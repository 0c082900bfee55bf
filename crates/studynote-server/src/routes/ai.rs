//! AI routes: summarize note text, generate a study guide.
//!
//! Both endpoints proxy the generative-language backend. Upstream failures
//! surface as 502; empty input is rejected as 400 before any network call.

use axum::{Json, Router, extract::State, routing::post};
use serde::{Deserialize, Serialize};

use studynote_core::StudyGuide;

use crate::auth::AuthenticatedUser;
use crate::error::ApiResult;
use crate::state::AppState;

// ============================================================================
// Request/Response Types
// ============================================================================

#[derive(Debug, Deserialize)]
pub struct SummarizeRequest {
    pub text: String,
    /// Approximate summary length in words. Omitted means the default.
    #[serde(default)]
    pub max_words: Option<usize>,
}

#[derive(Debug, Serialize)]
pub struct SummarizeResponse {
    pub summary: String,
}

#[derive(Debug, Deserialize)]
pub struct StudyGuideRequest {
    pub topic: String,
}

// ============================================================================
// Route Handlers
// ============================================================================

/// POST /api/ai/summarize - Summarize free text.
async fn summarize(
    State(state): State<AppState>,
    user: AuthenticatedUser,
    Json(request): Json<SummarizeRequest>,
) -> ApiResult<Json<SummarizeResponse>> {
    let summary = state
        .ai()
        .summarize(&request.text, request.max_words.unwrap_or(0))
        .await?;

    tracing::info!(user_id = %user.user_id, chars = request.text.len(), "Summary generated");

    Ok(Json(SummarizeResponse { summary }))
}

/// POST /api/ai/study-guide - Generate a study guide for a topic.
async fn study_guide(
    State(state): State<AppState>,
    user: AuthenticatedUser,
    Json(request): Json<StudyGuideRequest>,
) -> ApiResult<Json<StudyGuide>> {
    let guide = state.ai().generate_study_guide(&request.topic).await?;

    tracing::info!(
        user_id = %user.user_id,
        flashcards = guide.flashcards.len(),
        quiz_questions = guide.quiz_questions.len(),
        "Study guide generated"
    );

    Ok(Json(guide))
}

/// Build AI routes.
pub fn routes() -> Router<AppState> {
    Router::new()
        .route("/api/ai/summarize", post(summarize))
        .route("/api/ai/study-guide", post(study_guide))
}

#[cfg(test)]
mod tests {
    use super::*;

    #[test]
    fn test_summarize_request_deserialize() {
        let json = r#"{"text": "long note body", "max_words": 50}"#;
        let request: SummarizeRequest = serde_json::from_str(json).unwrap();
        assert_eq!(request.text, "long note body");
        assert_eq!(request.max_words, Some(50));
    }

    #[test]
    fn test_summarize_request_without_max_words() {
        let json = r#"{"text": "long note body"}"#;
        let request: SummarizeRequest = serde_json::from_str(json).unwrap();
        assert!(request.max_words.is_none());
    }

    #[test]
    fn test_study_guide_request_deserialize() {
        let json = r#"{"topic": "Photosynthesis"}"#;
        let request: StudyGuideRequest = serde_json::from_str(json).unwrap();
        assert_eq!(request.topic, "Photosynthesis");
    }
}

________________________

§ Problem requirements:
The records above are to be restated word for word.

§ Result below:
repository 0c082900bfee55bf
filename crates/studynote-server/src/routes/ai.rs
//! AI routes: summarize note text, generate a study guide.
//!
//! Both endpoints proxy the generative-language backend. Upstream failures
//! surface as 502; empty input is rejected as 400 before any network call.

use axum::{Json, Router, extract::State, routing::post};
use serde::{Deserialize, Serialize};

use studynote_core::StudyGuide;

use crate::auth::AuthenticatedUser;
use crate::error::ApiResult;
use crate::state::AppState;

// ============================================================================
// Request/Response Types
// ============================================================================

#[derive(Debug, Deserialize)]
pub struct SummarizeRequest {
    pub text: String,
    /// Approximate summary length in words. Omitted means the default.
    #[serde(default)]
    pub max_words: Option<usize>,
}

#[derive(Debug, Serialize)]
pub struct SummarizeResponse {
    pub summary: String,
}

#[derive(Debug, Deserialize)]
pub struct StudyGuideRequest {
    pub topic: String,
}

// ============================================================================
// Route Handlers
// ============================================================================

/// POST /api/ai/summarize - Summarize free text.
async fn summarize(
    State(state): State<AppState>,
    user: AuthenticatedUser,
    Json(request): Json<SummarizeRequest>,
) -> ApiResult<Json<SummarizeResponse>> {
    let summary = state
        .ai()
        .summarize(&request.text, request.max_words.unwrap_or(0))
        .await?;

    tracing::info!(user_id = %user.user_id, chars = request.text.len(), "Summary generated");

    Ok(Json(SummarizeResponse { summary }))
}

/// POST /api/ai/study-guide - Generate a study guide for a topic.
async fn study_guide(
    State(state): State<AppState>,
    user: AuthenticatedUser,
    Json(request): Json<StudyGuideRequest>,
) -> ApiResult<Json<StudyGuide>> {
    let guide = state.ai().generate_study_guide(&request.topic).await?;

    tracing::info!(
        user_id = %user.user_id,
        flashcards = guide.flashcards.len(),
        quiz_questions = guide.quiz_questions.len(),
        "Study guide generated"
    );

    Ok(Json(guide))
}

/// Build AI routes.
pub fn routes() -> Router<AppState> {
    Router::new()
        .route("/api/ai/summarize", post(summarize))
        .route("/api/ai/study-guide", post(study_guide))
}

#[cfg(test)]
mod tests {
    use super::*;

    #[test]
    fn test_summarize_request_deserialize() {
        let json = r#"{"text": "long note body", "max_words": 50}"#;
        let request: SummarizeRequest = serde_json::from_str(json).unwrap();
        assert_eq!(request.text, "long note body");
        assert_eq!(request.max_words, Some(50));
    }

    #[test]
    fn test_summarize_request_without_max_words() {
        let json = r#"{"text": "long note body"}"#;
        let request: SummarizeRequest = serde_json::from_str(json).unwrap();
        assert!(request.max_words.is_none());
    }

    #[test]
    fn test_study_guide_request_deserialize() {
        let json = r#"{"topic": "Photosynthesis"}"#;
        let request: StudyGuideRequest = serde_json::from_str(json).unwrap();
        assert_eq!(request.topic, "Photosynthesis");
    }
}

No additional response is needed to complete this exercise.